Actually both players win as we help to plant tree for the better.
Initial rough sketch that shows the idea about tree's planting, and maintenance. Further with divided areas for each player to compete in taking (latter is discarded in iteration).
Initial rough sketch that shows available areas for taking for advantages.
The big picture of idea is there, but during having done with iteration of each feature implementation, I found out that few features are rather difficult and has enough time to develop, or too much involved with graphical assets. So I cut a few ideas out.
Attacking opponent with a bow
This requires a cursor locking system to be implemented. Use another analog stick to aim, and player's animation needs to be in synced. This idea or see below I saved as reference inspired me to implement this feature.
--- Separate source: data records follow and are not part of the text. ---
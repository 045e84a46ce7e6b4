//! Remote version parsing and version gating.
//!
//! Servers advertise their version through the instance endpoint. Operations
//! that only exist in a range of server versions are wrapped with
//! [`available`], which rejects calls outside the range with
//! [`ErrorKind::NotFound`](crate::ErrorKind::NotFound) before any request is
//! made.
//!
//! ```
//! use masto_gateway_core::{available, ApiError, Versioned, VersionRange};
//! use semver::Version;
//!
//! struct Instance(Option<Version>);
//!
//! impl Versioned for Instance {
//!     fn remote_version(&self) -> Option<Version> {
//!         self.0.clone()
//!     }
//! }
//!
//! let translate = available(VersionRange::since("3.5.0").unwrap())
//!     .around("translate", |_: &Instance, id: &str| Ok::<_, ApiError>(id.len()));
//!
//! let old = Instance(Some(Version::new(3, 4, 0)));
//! assert!(translate.invoke(&old, "109").is_err());
//!
//! let new = Instance(Some(Version::new(4, 0, 0)));
//! assert_eq!(translate.invoke(&new, "109").unwrap(), 3);
//! ```

use std::future::Future;

use semver::{BuildMetadata, Prerelease, Version};

use crate::ApiError;

/// Errors raised while building a [`VersionRange`].
#[derive(Clone, Debug, PartialEq, Eq, thiserror::Error)]
pub enum VersionError {
    /// The string is not a recognizable version.
    #[error("invalid version: {0:?}")]
    Invalid(String),

    /// `since` is newer than `until`.
    #[error("empty version range: since {since} is newer than until {until}")]
    EmptyRange { since: Version, until: Version },
}

/// Parse a version string as advertised by a server.
///
/// Accepts strict semantic versions and the looser forms servers report in
/// practice, such as `4.0.0rc1` or `3.5.3+glitch`. Build metadata is dropped
/// so it never affects comparisons.
///
/// # Example
///
/// ```
/// use masto_gateway_core::parse_version;
/// use semver::Version;
///
/// assert_eq!(parse_version("3.5.3+glitch").unwrap(), Version::new(3, 5, 3));
/// assert_eq!(parse_version("4.0.0rc1").unwrap().to_string(), "4.0.0-rc1");
/// assert!(parse_version("unknown").is_err());
/// ```
pub fn parse_version(raw: &str) -> Result<Version, VersionError> {
    let trimmed = raw.trim();
    let trimmed = trimmed.strip_prefix('v').unwrap_or(trimmed);
    let mut version = match Version::parse(trimmed) {
        Ok(version) => version,
        Err(_) => parse_loose(trimmed).ok_or_else(|| VersionError::Invalid(raw.to_owned()))?,
    };
    version.build = BuildMetadata::EMPTY;
    Ok(version)
}

fn parse_loose(s: &str) -> Option<Version> {
    let end = s
        .find(|c: char| !(c.is_ascii_digit() || c == '.'))
        .unwrap_or(s.len());
    let (core, rest) = s.split_at(end);
    let mut numbers = core.split('.').filter(|part| !part.is_empty());
    let major = numbers.next()?.parse().ok()?;
    let minor = numbers.next().map(str::parse).transpose().ok()?.unwrap_or(0);
    let patch = numbers.next().map(str::parse).transpose().ok()?.unwrap_or(0);

    let mut version = Version::new(major, minor, patch);
    let pre = rest.split('+').next().unwrap_or_default();
    let pre = pre.strip_prefix('-').unwrap_or(pre);
    if !pre.is_empty() {
        version.pre = Prerelease::new(pre).ok()?;
    }
    Some(version)
}

/// Server versions an operation is available in. Both bounds are inclusive.
#[derive(Clone, Debug, Default, PartialEq, Eq)]
pub struct VersionRange {
    since: Option<Version>,
    until: Option<Version>,
}

impl VersionRange {
    /// A range with no bounds; every version is accepted.
    pub fn any() -> Self {
        Self::default()
    }

    /// Build a range from optional bound strings.
    ///
    /// Fails if a bound does not parse or if `since` is newer than `until`.
    pub fn new(since: Option<&str>, until: Option<&str>) -> Result<Self, VersionError> {
        let since = since.map(parse_version).transpose()?;
        let until = until.map(parse_version).transpose()?;
        if let (Some(since), Some(until)) = (&since, &until) {
            if since > until {
                return Err(VersionError::EmptyRange {
                    since: since.clone(),
                    until: until.clone(),
                });
            }
        }
        Ok(Self { since, until })
    }

    /// Range starting at `since`.
    pub fn since(since: &str) -> Result<Self, VersionError> {
        Self::new(Some(since), None)
    }

    /// Range ending at `until`.
    pub fn until(until: &str) -> Result<Self, VersionError> {
        Self::new(None, Some(until))
    }

    /// Lower bound, if any.
    pub fn lower(&self) -> Option<&Version> {
        self.since.as_ref()
    }

    /// Upper bound, if any.
    pub fn upper(&self) -> Option<&Version> {
        self.until.as_ref()
    }

    /// Check whether `version` falls inside this range.
    pub fn contains(&self, version: &Version) -> bool {
        self.since.as_ref().is_none_or(|since| version >= since)
            && self.until.as_ref().is_none_or(|until| version <= until)
    }
}

/// Reject `operation` if `current` lies outside `range`.
///
/// An unknown current version is treated as compatible.
///
/// # Errors
///
/// Returns a [`NotFound`](crate::ErrorKind::NotFound) [`ApiError`] naming the
/// operation, the current version and the violated bound.
pub fn guard(operation: &str, current: Option<&Version>, range: &VersionRange) -> Result<(), ApiError> {
    let Some(current) = current else {
        return Ok(());
    };
    if let Some(since) = &range.since {
        if current < since {
            return Err(ApiError::not_found(format!(
                "{operation} is not available with the current version {current}; \
                 it requires {since} or later"
            )));
        }
    }
    if let Some(until) = &range.until {
        if current > until {
            return Err(ApiError::not_found(format!(
                "{operation} is not available with the current version {current}; \
                 it was removed after {until}"
            )));
        }
    }
    Ok(())
}

/// Anything that knows which server version it talks to.
pub trait Versioned {
    /// The remote version, or `None` when unknown.
    fn remote_version(&self) -> Option<Version>;
}

impl<T: Versioned + ?Sized> Versioned for &T {
    fn remote_version(&self) -> Option<Version> {
        (**self).remote_version()
    }
}

/// Create a version policy for [`Available::around`].
pub fn available(range: VersionRange) -> Available {
    Available { range }
}

/// A version policy not yet attached to an operation.
#[derive(Clone, Debug)]
pub struct Available {
    range: VersionRange,
}

impl Available {
    /// Attach this policy to an operation.
    ///
    /// `name` is used in rejection messages. The operation receives the
    /// versioned context and its arguments; it is only run when the context's
    /// version lies inside the range.
    ///
    /// `operation` must be callable with a context and arguments:
    ///
    /// ```compile_fail
    /// use masto_gateway_core::{available, VersionRange};
    ///
    /// let gated = available(VersionRange::any()).around("not_a_function", 42u8);
    /// ```
    pub fn around<C, A, R, F>(self, name: &'static str, operation: F) -> Gated<F>
    where
        C: ?Sized,
        F: Fn(&C, A) -> R,
    {
        Gated {
            name,
            range: self.range,
            operation,
        }
    }
}

/// An operation guarded by a [`VersionRange`].
#[derive(Clone, Debug)]
pub struct Gated<F> {
    name: &'static str,
    range: VersionRange,
    operation: F,
}

impl<F> Gated<F> {
    /// The operation name used in rejection messages.
    pub fn name(&self) -> &'static str {
        self.name
    }

    /// The range this operation is available in.
    pub fn range(&self) -> &VersionRange {
        &self.range
    }

    /// Run only the version check against `ctx`.
    pub fn check<C: Versioned + ?Sized>(&self, ctx: &C) -> Result<(), ApiError> {
        guard(self.name, ctx.remote_version().as_ref(), &self.range)
    }

    /// Run a synchronous operation after the version check.
    pub fn invoke<'a, C, A, T, E>(&self, ctx: &'a C, args: A) -> Result<T, E>
    where
        C: Versioned + ?Sized,
        F: Fn(&'a C, A) -> Result<T, E>,
        E: From<ApiError>,
    {
        self.check(ctx)?;
        (self.operation)(ctx, args)
    }

    /// Run an asynchronous operation after the version check.
    ///
    /// A rejected call never creates the operation's future.
    pub async fn call<'a, C, A, Fut, T, E>(&self, ctx: &'a C, args: A) -> Result<T, E>
    where
        C: Versioned + ?Sized,
        F: Fn(&'a C, A) -> Fut,
        Fut: Future<Output = Result<T, E>>,
        E: From<ApiError>,
    {
        self.check(ctx)?;
        (self.operation)(ctx, args).await
    }
}
//! Client-side gateway error types.
//!
//! This module provides [`GatewayError`], the error type for every gateway operation.

use bytes::Bytes;
use http::{HeaderMap, StatusCode};
use masto_gateway_core::{ApiError, ErrorKind, VersionError};
use tokio_tungstenite::tungstenite;

/// Errors produced by the gateway.
///
/// Classified server errors arrive as [`GatewayError::Api`]. A response whose
/// status falls outside the taxonomy is handed back untouched as
/// [`GatewayError::Http`]. Failures below HTTP are passed through as the
/// transport reported them.
#[derive(Debug, thiserror::Error)]
pub enum GatewayError {
    /// A classified error, from the server or from a version gate.
    #[error(transparent)]
    Api(#[from] ApiError),

    /// A failed response whose status has no [`ErrorKind`].
    #[error("unexpected response status {status}")]
    Http {
        status: StatusCode,
        headers: HeaderMap,
        body: Bytes,
    },

    /// Transport-level error (connection failed, TLS, body read).
    #[error("transport error: {0}")]
    Transport(String),

    /// The exchange did not complete within the configured timeout.
    #[error("request timed out")]
    Timeout,

    /// WebSocket handshake or protocol error.
    #[error("websocket error: {0}")]
    WebSocket(Box<tungstenite::Error>),

    /// Payload encoding error.
    #[error("encode error: {0}")]
    Encode(String),

    /// Payload decoding error.
    #[error("decode error: {0}")]
    Decode(String),

    /// A URL could not be parsed or joined.
    #[error("invalid url: {0}")]
    InvalidUrl(String),

    /// A version string or range could not be parsed.
    #[error(transparent)]
    InvalidVersion(#[from] VersionError),

    /// Missing or malformed configuration.
    #[error("configuration error: {0}")]
    Config(String),
}

impl GatewayError {
    /// Get the error kind.
    ///
    /// Everything that is not a classified API error maps to
    /// [`ErrorKind::Unknown`].
    pub fn kind(&self) -> ErrorKind {
        match self {
            GatewayError::Api(err) => err.kind(),
            _ => ErrorKind::Unknown,
        }
    }

    /// Get the response status, if the error came from a response.
    pub fn status(&self) -> Option<StatusCode> {
        match self {
            GatewayError::Api(err) => err.status(),
            GatewayError::Http { status, .. } => Some(*status),
            _ => None,
        }
    }

    /// Get the classified error, if any.
    pub fn as_api(&self) -> Option<&ApiError> {
        match self {
            GatewayError::Api(err) => Some(err),
            _ => None,
        }
    }

    /// Returns true if the exchange timed out.
    pub fn is_timeout(&self) -> bool {
        matches!(self, GatewayError::Timeout)
    }
}

impl From<tungstenite::Error> for GatewayError {
    fn from(err: tungstenite::Error) -> Self {
        GatewayError::WebSocket(Box::new(err))
    }
}

#[cfg(test)]
mod tests {
    use super::*;

    #[test]
    fn test_kind_of_api_error() {
        let err: GatewayError = ApiError::classify(StatusCode::GONE, "Gone").unwrap().into();
        assert_eq!(err.kind(), ErrorKind::Gone);
        assert_eq!(err.status(), Some(StatusCode::GONE));
        assert_eq!(err.to_string(), "gone: Gone");
    }

    #[test]
    fn test_unclassified_variants_are_unknown() {
        let http = GatewayError::Http {
            status: StatusCode::SERVICE_UNAVAILABLE,
            headers: HeaderMap::new(),
            body: Bytes::from_static(b"down"),
        };
        assert_eq!(http.kind(), ErrorKind::Unknown);
        assert_eq!(http.status(), Some(StatusCode::SERVICE_UNAVAILABLE));

        for err in [
            GatewayError::Transport("connection refused".into()),
            GatewayError::Timeout,
            GatewayError::Encode("bad".into()),
            GatewayError::Decode("bad".into()),
            GatewayError::InvalidUrl("::".into()),
        ] {
            assert_eq!(err.kind(), ErrorKind::Unknown);
            assert!(err.status().is_none());
            assert!(err.as_api().is_none());
        }
    }

    #[test]
    fn test_version_gate_error_has_no_status() {
        let err: GatewayError = ApiError::not_found("removed").into();
        assert_eq!(err.kind(), ErrorKind::NotFound);
        assert!(err.status().is_none());
    }

    #[test]
    fn test_websocket_error_is_boxed() {
        let err: GatewayError = tungstenite::Error::ConnectionClosed.into();
        assert!(matches!(err, GatewayError::WebSocket(_)));
        assert_eq!(err.kind(), ErrorKind::Unknown);
    }
}
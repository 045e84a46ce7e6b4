//! TLS connector setup for the hyper client and the WebSocket dialer.
//!
//! Both share one rustls [`ClientConfig`] built on the ring provider. Root
//! certificates come from the enabled feature:
//!
//! - `tls-native-roots` - system root certificates (preferred if both are on)
//! - `tls-webpki-roots` - bundled Mozilla root certificates

use std::sync::Arc;

use hyper_rustls::{HttpsConnector, HttpsConnectorBuilder};
use hyper_util::client::legacy::connect::HttpConnector;
use rustls::{ClientConfig, RootCertStore};

use crate::GatewayError;

/// Build the default TLS configuration.
///
/// ALPN is left unset; the HTTP connector adds its own protocols on a copy,
/// and the WebSocket handshake must stay on HTTP/1.1.
pub fn default_tls_config() -> Result<ClientConfig, GatewayError> {
    let provider = Arc::new(rustls::crypto::ring::default_provider());
    let config = ClientConfig::builder_with_provider(provider)
        .with_safe_default_protocol_versions()
        .map_err(|e| GatewayError::Transport(format!("tls setup failed: {e}")))?
        .with_root_certificates(root_store())
        .with_no_client_auth();
    Ok(config)
}

fn root_store() -> RootCertStore {
    #[allow(unused_mut)]
    let mut roots = RootCertStore::empty();

    #[cfg(feature = "tls-native-roots")]
    {
        let native = rustls_native_certs::load_native_certs();
        #[cfg(feature = "tracing")]
        if !native.errors.is_empty() {
            tracing::debug!(errors = ?native.errors, "errors loading native certs");
        }
        roots.add_parsable_certificates(native.certs);
    }

    #[cfg(all(feature = "tls-webpki-roots", not(feature = "tls-native-roots")))]
    roots.extend(webpki_roots::TLS_SERVER_ROOTS.iter().cloned());

    roots
}

/// Build an HTTPS connector that also accepts plain `http://` URIs.
pub fn build_https_connector(config: &ClientConfig) -> HttpsConnector<HttpConnector> {
    HttpsConnectorBuilder::new()
        .with_tls_config(config.clone())
        .https_or_http()
        .enable_http1()
        .enable_http2()
        .build()
}
impl<S: Transport> Gateway<S> {
    /// Send one request through the pipeline.
    ///
    /// Outgoing payload keys are rewritten to snake case. GET payloads become
    /// query parameters; other verbs encode the payload as the body according
    /// to the declared content type. Successful responses are parsed, their
    /// keys rewritten to the configured [`KeyCase`], and returned with the
    /// untouched response headers.
    ///
    /// # Errors
    ///
    /// - [`GatewayError::Api`] for statuses in the error taxonomy
    /// - [`GatewayError::Http`] for any other failed status
    /// - [`GatewayError::Timeout`] if the exchange exceeds the call's timeout
    /// - transport errors as produced by the transport
    ///
    /// Redirects are not followed. A 3xx response is returned as
    /// [`GatewayError::Http`] with its headers, so the caller can read
    /// `Location` and decide.
    pub async fn send(&self, request: RequestDescriptor) -> Result<GatewayResponse<Value>, GatewayError> {
        let config = self.config();
        let response_case = config.key_case;
        self.dispatch(config, request, response_case).await
    }

    async fn dispatch(
        &self,
        config: GatewayConfig,
        request: RequestDescriptor,
        response_case: KeyCase,
    ) -> Result<GatewayResponse<Value>, GatewayError> {
        let (method, path, payload, options) = request.into_parts();

        #[cfg(feature = "tracing")]
        let span = tracing::info_span!(
            "gateway.request",
            http.method = %method,
            url.path = %path,
            otel.kind = "client",
        );

        let exchange = async move {
            let options = options.merged_over(&config.default_options);
            let payload = payload.map(|p| config.outgoing_case().transform(p));
            let request = compose_request(&config, method, &path, payload.as_ref(), &options)?;

            let call = self.transport.clone().oneshot(request);
            let response = match options.timeout {
                Some(limit) => tokio::time::timeout(limit, call)
                    .await
                    .map_err(|_| GatewayError::Timeout)??,
                None => call.await?,
            };

            let (parts, body) = response.into_parts();
            if !parts.status.is_success() {
                #[cfg(feature = "tracing")]
                tracing::debug!(status = %parts.status, "request failed");
                return Err(parse_error_response(parts.status, parts.headers, body));
            }

            let value = response_case.transform(parse_body(&body));
            Ok::<_, GatewayError>(GatewayResponse::new(value, Metadata::new(parts.headers)))
        };

        #[cfg(feature = "tracing")]
        let exchange = exchange.instrument(span);

        exchange.await
    }

    async fn call<T, P>(
        &self,
        method: Method,
        path: &str,
        payload: &P,
        options: CallOptions,
    ) -> Result<GatewayResponse<T>, GatewayError>
    where
        T: DeserializeOwned,
        P: Serialize + ?Sized,
    {
        let request = RequestDescriptor::new(method, path)
            .maybe_payload(to_payload(payload)?)
            .options(options);
        self.send(request).await?.try_map(from_payload)
    }

    /// GET `path` with `params` as query parameters.
    ///
    /// Pass `&()` for no parameters.
    pub async fn get<T, P>(&self, path: &str, params: &P) -> Result<GatewayResponse<T>, GatewayError>
    where
        T: DeserializeOwned,
        P: Serialize + ?Sized,
    {
        self.call(Method::GET, path, params, CallOptions::default()).await
    }

    /// GET with per-call options.
    pub async fn get_with_options<T, P>(
        &self,
        path: &str,
        params: &P,
        options: CallOptions,
    ) -> Result<GatewayResponse<T>, GatewayError>
    where
        T: DeserializeOwned,
        P: Serialize + ?Sized,
    {
        self.call(Method::GET, path, params, options).await
    }

    /// POST `payload` to `path`.
    pub async fn post<T, P>(&self, path: &str, payload: &P) -> Result<GatewayResponse<T>, GatewayError>
    where
        T: DeserializeOwned,
        P: Serialize + ?Sized,
    {
        self.call(Method::POST, path, payload, CallOptions::default()).await
    }

    /// POST with per-call options.
    pub async fn post_with_options<T, P>(
        &self,
        path: &str,
        payload: &P,
        options: CallOptions,
    ) -> Result<GatewayResponse<T>, GatewayError>
    where
        T: DeserializeOwned,
        P: Serialize + ?Sized,
    {
        self.call(Method::POST, path, payload, options).await
    }

    /// PUT `payload` to `path`.
    pub async fn put<T, P>(&self, path: &str, payload: &P) -> Result<GatewayResponse<T>, GatewayError>
    where
        T: DeserializeOwned,
        P: Serialize + ?Sized,
    {
        self.call(Method::PUT, path, payload, CallOptions::default()).await
    }

    /// PUT with per-call options.
    pub async fn put_with_options<T, P>(
        &self,
        path: &str,
        payload: &P,
        options: CallOptions,
    ) -> Result<GatewayResponse<T>, GatewayError>
    where
        T: DeserializeOwned,
        P: Serialize + ?Sized,
    {
        self.call(Method::PUT, path, payload, options).await
    }

    /// PATCH `path` with `payload`.
    pub async fn patch<T, P>(&self, path: &str, payload: &P) -> Result<GatewayResponse<T>, GatewayError>
    where
        T: DeserializeOwned,
        P: Serialize + ?Sized,
    {
        self.call(Method::PATCH, path, payload, CallOptions::default()).await
    }

    /// PATCH with per-call options.
    pub async fn patch_with_options<T, P>(
        &self,
        path: &str,
        payload: &P,
        options: CallOptions,
    ) -> Result<GatewayResponse<T>, GatewayError>
    where
        T: DeserializeOwned,
        P: Serialize + ?Sized,
    {
        self.call(Method::PATCH, path, payload, options).await
    }

    /// DELETE `path`, optionally with a body.
    pub async fn delete<T, P>(&self, path: &str, payload: &P) -> Result<GatewayResponse<T>, GatewayError>
    where
        T: DeserializeOwned,
        P: Serialize + ?Sized,
    {
        self.call(Method::DELETE, path, payload, CallOptions::default()).await
    }

    /// DELETE with per-call options.
    pub async fn delete_with_options<T, P>(
        &self,
        path: &str,
        payload: &P,
        options: CallOptions,
    ) -> Result<GatewayResponse<T>, GatewayError>
    where
        T: DeserializeOwned,
        P: Serialize + ?Sized,
    {
        self.call(Method::DELETE, path, payload, options).await
    }

    /// Fetch `/api/v1/instance` and record the advertised version and
    /// streaming URI.
    ///
    /// Returns the instance description with wire-convention keys. A version
    /// string that cannot be parsed leaves the recorded version unknown.
    pub async fn fetch_instance(&self) -> Result<Value, GatewayError> {
        let response = self
            .dispatch(self.config(), RequestDescriptor::get(INSTANCE_PATH), KeyCase::Preserve)
            .await?;
        let instance = response.into_inner();

        let version = instance
            .get("version")
            .and_then(Value::as_str)
            .and_then(|raw| parse_version(raw).ok());
        let streaming = instance
            .pointer("/urls/streaming_api")
            .and_then(Value::as_str)
            .map(parse_base)
            .transpose()?;

        #[cfg(feature = "tracing")]
        tracing::debug!(version = ?version, streaming = ?streaming, "instance discovered");

        self.update(|config| {
            config.remote_version = version;
            if let Some(uri) = streaming {
                config.streaming_uri = uri;
            }
        });
        Ok(instance)
    }

    /// Create a cursor over a link-paginated collection.
    ///
    /// No request is made until the first [`Paginator::advance`].
    pub fn paginate<T, P>(&self, path: &str, params: &P) -> Result<Paginator<T, S>, GatewayError>
    where
        T: DeserializeOwned,
        P: Serialize + ?Sized,
    {
        self.paginate_with_options(path, params, CallOptions::default())
    }

    /// Create a cursor whose every page request uses `options`.
    pub fn paginate_with_options<T, P>(
        &self,
        path: &str,
        params: &P,
        options: CallOptions,
    ) -> Result<Paginator<T, S>, GatewayError>
    where
        T: DeserializeOwned,
        P: Serialize + ?Sized,
    {
        Ok(Paginator::new(self.clone(), path.to_owned(), to_payload(params)?, options))
    }

    /// Open an event stream on `path` of the streaming API.
    ///
    /// `params` are sent as query parameters; pass `&()` for none.
    pub async fn stream<T, P>(&self, path: &str, params: &P) -> Result<EventStream<T>, GatewayError>
    where
        T: DeserializeOwned,
        P: Serialize + ?Sized,
    {
        let config = self.config();
        let target = stream_target(&config, path, to_payload(params)?)?;
        EventStream::connect(target, config.key_case, self.tls()).await
    }
}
Anyway I found this might be too much for the game, thus it's better to remove it. Then while play-testing latter version of the game, by chance I found that attacking can be interchanged with stealing mechanics. As player can pick up bucket, seed, and fruit, and also can place them down on the ground if they want. Thus player can throw it to another player to suddenly make opponent carry that stuff (if such player has empty hand). This is to annoy, and introduce time delay to focus on collecting fruits which are the main score of the game.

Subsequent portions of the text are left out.